Your instructions = Give the data again exactly, from its opening line through the line in which "compact stderr output)" appears.
(Records to process Opens)
//! # azcost-core
//!
//! Shared infrastructure for the azcost crates.
//!
//! This crate provides:
//! - [`AzCostError`] - Errors for configuration and logging setup
//! - [`logging`] - Tracing setup (JSON file log plus compact stderr output)
//! - [`config`] - YAML settings for endpoints, timeouts and retries
//!
//! ## Example
//!
//! ```no_run
//! use azcost_core::{config::Settings, logging};
//!
//! fn main() -> azcost_core::Result<()> {
//!     let _guard = logging::init_logging(None, false)?;
//!
//!     let settings = Settings::load(None)?;
//!     tracing::info!(url = %settings.management_url, "using management endpoint");
//!
//!     Ok(())
//! }
//! ```

pub mod config;
pub mod error;
pub mod logging;

pub use config::{RetrySettings, Settings};
pub use error::{AzCostError, Result};
pub use logging::{LogGuard, init_logging};
//! Plain-text table output.

use azcost_api::PriceRecord;
use azcost_cost::{DetailMode, Report, ReportRow, ResourceReport};

const PLACEHOLDER: &str = "---";

/// Two-decimal amount.
pub fn format_amount(value: f64) -> String {
    format!("{:.2}", value)
}

/// Column-aligned text table.
struct Table {
    headers: Vec<&'static str>,
    right_aligned: Vec<bool>,
    rows: Vec<Vec<String>>,
}

impl Table {
    fn new(columns: &[(&'static str, bool)]) -> Self {
        Self {
            headers: columns.iter().map(|(h, _)| *h).collect(),
            right_aligned: columns.iter().map(|(_, r)| *r).collect(),
            rows: Vec::new(),
        }
    }

    fn add_row(&mut self, row: Vec<String>) {
        self.rows.push(row);
    }

    fn add_separator(&mut self) {
        self.rows.push(vec![PLACEHOLDER.to_string(); self.headers.len()]);
    }

    fn widths(&self) -> Vec<usize> {
        let mut widths: Vec<usize> = self.headers.iter().map(|h| h.chars().count()).collect();
        for row in &self.rows {
            for (i, cell) in row.iter().enumerate() {
                if let Some(w) = widths.get_mut(i) {
                    *w = (*w).max(cell.chars().count());
                }
            }
        }
        widths
    }

    fn format_line(&self, cells: &[String], widths: &[usize]) -> String {
        let formatted: Vec<String> = widths
            .iter()
            .enumerate()
            .map(|(i, &width)| {
                let cell = cells.get(i).map(String::as_str).unwrap_or("");
                if self.right_aligned.get(i).copied().unwrap_or(false) {
                    format!("{:>width$}", cell)
                } else {
                    format!("{:<width$}", cell)
                }
            })
            .collect();
        formatted.join(" | ").trim_end().to_string()
    }

    fn render(&self) -> String {
        let widths = self.widths();
        let headers: Vec<String> = self.headers.iter().map(|h| h.to_string()).collect();

        let mut lines = vec![self.format_line(&headers, &widths)];
        lines.push(
            widths
                .iter()
                .map(|w| "-".repeat(*w))
                .collect::<Vec<_>>()
                .join("-+-"),
        );
        for row in &self.rows {
            lines.push(self.format_line(row, &widths));
        }
        lines.join("\n")
    }
}

fn meter_cell(row: &ReportRow) -> String {
    if row.unit_of_measure.is_empty() {
        row.meter_name.clone()
    } else {
        format!(
            "{} ({} @ {})",
            row.meter_name,
            row.unit_of_measure,
            format_amount(row.unit_price)
        )
    }
}

fn header_row(resource: &ResourceReport, location: String) -> Vec<String> {
    vec![
        resource.resource_name.clone(),
        resource.resource_type.clone(),
        location,
        PLACEHOLDER.to_string(),
        PLACEHOLDER.to_string(),
        PLACEHOLDER.to_string(),
        PLACEHOLDER.to_string(),
        format_amount(resource.current_cost),
        format_amount(resource.current_cost + resource.forecast_cost),
    ]
}

/// Cost report as text: title lines followed by the resource table.
pub fn render_report(report: &Report, resource_group: &str) -> String {
    let mut table = Table::new(&[
        ("Name", false),
        ("Type", false),
        ("Location", false),
        ("Service", false),
        ("Tier", false),
        ("Meter", false),
        ("Retail", true),
        ("Current", true),
        ("Forecast", true),
    ]);

    for resource in &report.resources {
        match report.detail {
            DetailMode::Detailed => {
                table.add_row(header_row(resource, PLACEHOLDER.to_string()));
                for row in &resource.rows {
                    table.add_row(vec![
                        String::new(),
                        String::new(),
                        row.location.clone(),
                        row.service_name.clone(),
                        row.service_tier.clone(),
                        meter_cell(row),
                        format_amount(row.retail_price),
                        format_amount(row.current_cost),
                        String::new(),
                    ]);
                }
            }
            DetailMode::Aggregated => {
                let locations = resource
                    .rows
                    .iter()
                    .map(|r| r.location.as_str())
                    .filter(|l| !l.is_empty())
                    .collect::<Vec<_>>()
                    .join(", ");
                table.add_row(header_row(resource, locations));
            }
        }
    }

    table.add_separator();
    table.add_row(vec![
        "Total".to_string(),
        String::new(),
        String::new(),
        String::new(),
        String::new(),
        String::new(),
        String::new(),
        format_amount(report.total_current),
        format_amount(report.total_with_forecast),
    ]);

    let mut out = String::new();
    out.push_str("Current Billing Period Cost and Forecast by Resource\n");
    out.push_str(&format!("Subscription: {}\n", report.subscription_id));
    out.push_str(&format!("Resource group: {}\n", resource_group));
    if let Some(currency) = &report.currency {
        out.push_str(&format!("Currency: {}\n", currency));
    }
    out.push('\n');
    out.push_str(&table.render());
    out.push('\n');
    out
}

/// Retail price items as text.
pub fn render_prices(items: &[PriceRecord]) -> String {
    if items.is_empty() {
        return "No retail prices found.\n".to_string();
    }

    let mut table = Table::new(&[
        ("Region", false),
        ("Service", false),
        ("Meter", false),
        ("Product", false),
        ("SKU", false),
        ("Type", false),
        ("Unit", false),
        ("Retail", true),
        ("Unit price", true),
        ("Currency", false),
    ]);

    for item in items {
        table.add_row(vec![
            item.arm_region_name.clone(),
            item.service_name.clone(),
            item.meter_name.clone(),
            item.product_name.clone(),
            item.sku_name.clone(),
            item.price_type.clone(),
            item.unit_of_measure.clone(),
            format!("{:.4}", item.retail_price),
            format!("{:.4}", item.unit_price),
            item.currency_code.clone(),
        ]);
    }

    let mut out = table.render();
    out.push('\n');
    out
}

#[cfg(test)]
mod tests {
    use super::*;

    fn row(meter: &str, cost: f64, unit: &str) -> ReportRow {
        ReportRow {
            resource_name: "vm1".into(),
            resource_type: "microsoft.compute/virtualmachines".into(),
            location: "westeurope".into(),
            service_name: "Virtual Machines".into(),
            service_tier: "BS Series".into(),
            meter_name: meter.into(),
            retail_price: if unit.is_empty() { 0.0 } else { 0.0104 },
            unit_price: if unit.is_empty() { 0.0 } else { 0.0104 },
            unit_of_measure: unit.into(),
            current_cost: cost,
            forecast_cost: 0.0,
        }
    }

    fn report(detail: DetailMode, rows: Vec<ReportRow>) -> Report {
        Report {
            subscription_id: "sub-1".into(),
            detail,
            resources: vec![ResourceReport {
                resource_id: "/x/vm1".into(),
                resource_name: "vm1".into(),
                resource_type: "microsoft.compute/virtualmachines".into(),
                current_cost: 15.0,
                forecast_cost: 4.5,
                rows,
            }],
            total_current: 15.0,
            total_with_forecast: 19.5,
            currency: Some("USD".into()),
        }
    }

    #[test]
    fn test_format_amount() {
        assert_eq!(format_amount(15.0), "15.00");
        assert_eq!(format_amount(0.0104), "0.01");
    }

    #[test]
    fn test_detailed_report_lists_meters() {
        let text = render_report(
            &report(DetailMode::Detailed, vec![row("B1s", 10.0, "1 Hour"), row("P10", 5.0, "")]),
            "rg-web",
        );

        assert!(text.contains("Subscription: sub-1"));
        assert!(text.contains("Resource group: rg-web"));
        assert!(text.contains("B1s (1 Hour @ 0.01)"));
        let meter_line = text.lines().find(|l| l.contains("B1s (")).unwrap();
        assert!(meter_line.contains("westeurope"));
        assert!(text.contains("10.00"));
        assert!(text.contains("19.50"));

        let total = text.lines().find(|l| l.starts_with("Total")).unwrap();
        assert!(total.contains("15.00"));
        assert!(total.ends_with("19.50"));
    }

    #[test]
    fn test_aggregated_report_shows_locations() {
        let mut single = row("", 15.0, "");
        single.location = "westeurope, northeurope".into();
        let text = render_report(&report(DetailMode::Aggregated, vec![single]), "rg-web");

        let header = text.lines().find(|l| l.starts_with("Name")).unwrap();
        let vm_line = text.lines().find(|l| l.starts_with("vm1")).unwrap();
        let column = |line: &str, i: usize| line.split(" | ").nth(i).unwrap().trim().to_string();

        assert_eq!(column(header, 2), "Location");
        assert_eq!(column(vm_line, 2), "westeurope, northeurope");
        assert_eq!(column(header, 3), "Service");
        assert_eq!(column(vm_line, 3), "---");
        assert!(!text.contains("Virtual Machines"));
    }

    #[test]
    fn test_columns_are_aligned() {
        let text = render_report(&report(DetailMode::Detailed, vec![row("B1s", 10.0, "")]), "rg");
        let table: Vec<&str> = text.lines().skip_while(|l| !l.starts_with("Name")).collect();
        let header_pipe = table[0].find('|').unwrap();
        for line in table.iter().skip(2) {
            assert_eq!(line.find('|'), Some(header_pipe), "{line}");
        }
    }

    #[test]
    fn test_render_prices() {
        let items = vec![PriceRecord::new("westeurope", "Virtual Machines", "B1s", 0.0104).with_unit("1 Hour")];
        let text = render_prices(&items);
        assert!(text.contains("westeurope"));
        assert!(text.contains("0.0104"));
        assert_eq!(render_prices(&[]), "No retail prices found.\n");
    }
}
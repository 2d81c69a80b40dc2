//! Data models for cost reconciliation and reporting.

use std::collections::BTreeMap;

use chrono::NaiveDate;
use serde::{Deserialize, Serialize};

use crate::query::DetailMode;

/// Meter columns, present only when meter detail was requested.
#[derive(Debug, Clone, PartialEq, Eq, Default, Serialize, Deserialize)]
pub struct MeterDetail {
    /// Meter category (the query's `MeterCategory` dimension)
    pub service_name: String,

    /// Meter subcategory (`MeterSubcategory`)
    pub service_tier: String,

    /// Meter name (`Meter`)
    pub meter: String,
}

impl MeterDetail {
    pub fn new(
        service_name: impl Into<String>,
        service_tier: impl Into<String>,
        meter: impl Into<String>,
    ) -> Self {
        Self {
            service_name: service_name.into(),
            service_tier: service_tier.into(),
            meter: meter.into(),
        }
    }
}

/// One cost line for a resource.
///
/// In detailed mode there is one record per (resource, meter); in aggregated
/// mode one per resource and `meter` is `None`.
#[derive(Debug, Clone, PartialEq, Serialize, Deserialize)]
pub struct CostResourceRecord {
    /// Cost in billing currency
    pub cost: f64,

    /// Cost in USD
    pub cost_usd: f64,

    /// Full ARM resource id
    pub resource_id: String,

    pub resource_type: String,

    /// Location, or a `", "`-joined list after aggregation
    pub resource_location: String,

    pub charge_type: String,

    pub resource_group_name: String,

    pub publisher_type: String,

    /// Meter breakdown (detailed mode only)
    pub meter: Option<MeterDetail>,

    /// Resource tags
    pub tags: BTreeMap<String, String>,

    /// Billing currency code
    pub currency: String,
}

impl CostResourceRecord {
    /// Placeholder for a resource the query returned no rows for.
    pub fn zero(resource_id: impl Into<String>, mode: DetailMode) -> Self {
        Self {
            cost: 0.0,
            cost_usd: 0.0,
            resource_id: resource_id.into(),
            resource_type: String::new(),
            resource_location: String::new(),
            charge_type: String::new(),
            resource_group_name: String::new(),
            publisher_type: String::new(),
            meter: match mode {
                DetailMode::Detailed => Some(MeterDetail::default()),
                DetailMode::Aggregated => None,
            },
            tags: BTreeMap::new(),
            currency: String::new(),
        }
    }

    /// Last segment of the resource id.
    pub fn resource_name(&self) -> &str {
        resource_name(&self.resource_id)
    }

    /// Price lookup key, if this record carries meter detail.
    pub fn meter_key(&self) -> Option<MeterKey> {
        self.meter.as_ref().map(|m| MeterKey {
            arm_location: self.resource_location.clone(),
            service_name: m.service_name.clone(),
            service_tier: m.service_tier.clone(),
            meter_name: m.meter.clone(),
        })
    }
}

/// Last `/` segment of an ARM resource id.
pub fn resource_name(resource_id: &str) -> &str {
    resource_id.rsplit('/').next().unwrap_or(resource_id)
}

/// One day of forecast for a resource.
#[derive(Debug, Clone, PartialEq, Serialize, Deserialize)]
pub struct ForecastRecord {
    pub date: NaiveDate,
    pub cost: f64,
    pub cost_usd: f64,
    pub currency: String,
}

/// Deduplication key for retail price lookups.
#[derive(Debug, Clone, PartialEq, Eq, Hash, PartialOrd, Ord, Serialize, Deserialize)]
pub struct MeterKey {
    pub arm_location: String,
    pub service_name: String,
    pub service_tier: String,
    pub meter_name: String,
}

impl MeterKey {
    pub fn new(
        arm_location: impl Into<String>,
        service_name: impl Into<String>,
        service_tier: impl Into<String>,
        meter_name: impl Into<String>,
    ) -> Self {
        Self {
            arm_location: arm_location.into(),
            service_name: service_name.into(),
            service_tier: service_tier.into(),
            meter_name: meter_name.into(),
        }
    }
}

/// Everything fetched for one resource.
#[derive(Debug, Clone, PartialEq, Serialize, Deserialize)]
pub struct ResourceCosts {
    pub resource_id: String,
    pub resource_name: String,
    pub resource_type: String,

    /// Decoded (and, in aggregated mode, aggregated) cost lines
    pub records: Vec<CostResourceRecord>,

    /// Sum of `records[].cost`
    pub current_cost: f64,

    /// Forecast for the rest of the period (0.0 when unavailable)
    pub forecast_cost: f64,
}

impl ResourceCosts {
    /// Build from cost records; display fields come from the first record.
    pub fn new(resource_id: impl Into<String>, records: Vec<CostResourceRecord>) -> Self {
        let resource_id = resource_id.into();
        let resource_type = records
            .first()
            .map(|r| r.resource_type.clone())
            .unwrap_or_default();
        let current_cost = records.iter().map(|r| r.cost).sum();

        Self {
            resource_name: resource_name(&resource_id).to_string(),
            resource_id,
            resource_type,
            records,
            current_cost,
            forecast_cost: 0.0,
        }
    }

    /// Set the forecast.
    pub fn with_forecast(mut self, forecast_cost: f64) -> Self {
        self.forecast_cost = forecast_cost;
        self
    }

    /// Currency of the first record that reports one.
    pub fn currency(&self) -> Option<&str> {
        self.records
            .iter()
            .map(|r| r.currency.as_str())
            .find(|c| !c.is_empty())
    }
}

/// One display line of the report.
#[derive(Debug, Clone, PartialEq, Serialize, Deserialize)]
pub struct ReportRow {
    pub resource_name: String,
    pub resource_type: String,

    /// Location (joined list in aggregated mode)
    pub location: String,

    pub service_name: String,
    pub service_tier: String,
    pub meter_name: String,

    /// Matched retail price, 0.0 when unmatched
    pub retail_price: f64,

    /// Matched unit price, 0.0 when unmatched
    pub unit_price: f64,

    /// Matched unit of measure, empty when unmatched
    pub unit_of_measure: String,

    pub current_cost: f64,

    /// Resource forecast on aggregated rows; 0.0 on meter rows
    pub forecast_cost: f64,
}

/// One resource's section of the report.
#[derive(Debug, Clone, PartialEq, Serialize, Deserialize)]
pub struct ResourceReport {
    pub resource_id: String,
    pub resource_name: String,
    pub resource_type: String,
    pub current_cost: f64,
    pub forecast_cost: f64,

    /// One row per meter (detailed) or a single row (aggregated)
    pub rows: Vec<ReportRow>,
}

/// The assembled report.
#[derive(Debug, Clone, PartialEq, Serialize, Deserialize)]
pub struct Report {
    pub subscription_id: String,
    pub detail: DetailMode,
    pub resources: Vec<ResourceReport>,

    /// Σ current cost
    pub total_current: f64,

    /// Σ (current + forecast)
    pub total_with_forecast: f64,

    /// Billing currency reported by the API, if any
    pub currency: Option<String>,
}

impl Report {
    /// All rows in resource order.
    pub fn rows(&self) -> impl Iterator<Item = &ReportRow> {
        self.resources.iter().flat_map(|r| r.rows.iter())
    }
}

#[cfg(test)]
mod tests {
    use super::*;

    fn record(cost: f64, location: &str) -> CostResourceRecord {
        CostResourceRecord {
            cost,
            cost_usd: cost,
            resource_id: "/subscriptions/s/resourceGroups/rg/providers/Microsoft.Compute/virtualMachines/vm1".into(),
            resource_type: "microsoft.compute/virtualmachines".into(),
            resource_location: location.into(),
            charge_type: "usage".into(),
            resource_group_name: "rg".into(),
            publisher_type: "azure".into(),
            meter: Some(MeterDetail::new("Virtual Machines", "BS Series", "B1s")),
            tags: BTreeMap::new(),
            currency: "EUR".into(),
        }
    }

    #[test]
    fn test_resource_name_is_last_segment() {
        assert_eq!(record(1.0, "westeurope").resource_name(), "vm1");
        assert_eq!(resource_name("vm2"), "vm2");
        assert_eq!(resource_name(""), "");
    }

    #[test]
    fn test_zero_record_respects_mode() {
        let detailed = CostResourceRecord::zero("/a/b", DetailMode::Detailed);
        assert_eq!(detailed.cost, 0.0);
        assert_eq!(detailed.meter, Some(MeterDetail::default()));

        let aggregated = CostResourceRecord::zero("/a/b", DetailMode::Aggregated);
        assert!(aggregated.meter.is_none());
        assert!(aggregated.meter_key().is_none());
    }

    #[test]
    fn test_meter_key_uses_location() {
        let key = record(1.0, "westeurope").meter_key().unwrap();
        assert_eq!(key, MeterKey::new("westeurope", "Virtual Machines", "BS Series", "B1s"));
    }

    #[test]
    fn test_resource_costs_sums_records() {
        let costs = ResourceCosts::new(
            "/subscriptions/s/resourceGroups/rg/providers/x/vm1",
            vec![record(10.0, "westeurope"), record(5.0, "westeurope")],
        )
        .with_forecast(3.0);
        assert_eq!(costs.resource_name, "vm1");
        assert_eq!(costs.resource_type, "microsoft.compute/virtualmachines");
        assert_eq!(costs.current_cost, 15.0);
        assert_eq!(costs.forecast_cost, 3.0);
        assert_eq!(costs.currency(), Some("EUR"));
    }
}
(Records to process Closes)
Result for this exercise =
//! # azcost-core
//!
//! Shared infrastructure for the azcost crates.
//!
//! This crate provides:
//! - [`AzCostError`] - Errors for configuration and logging setup
//! - [`logging`] - Tracing setup (JSON file log plus compact stderr output)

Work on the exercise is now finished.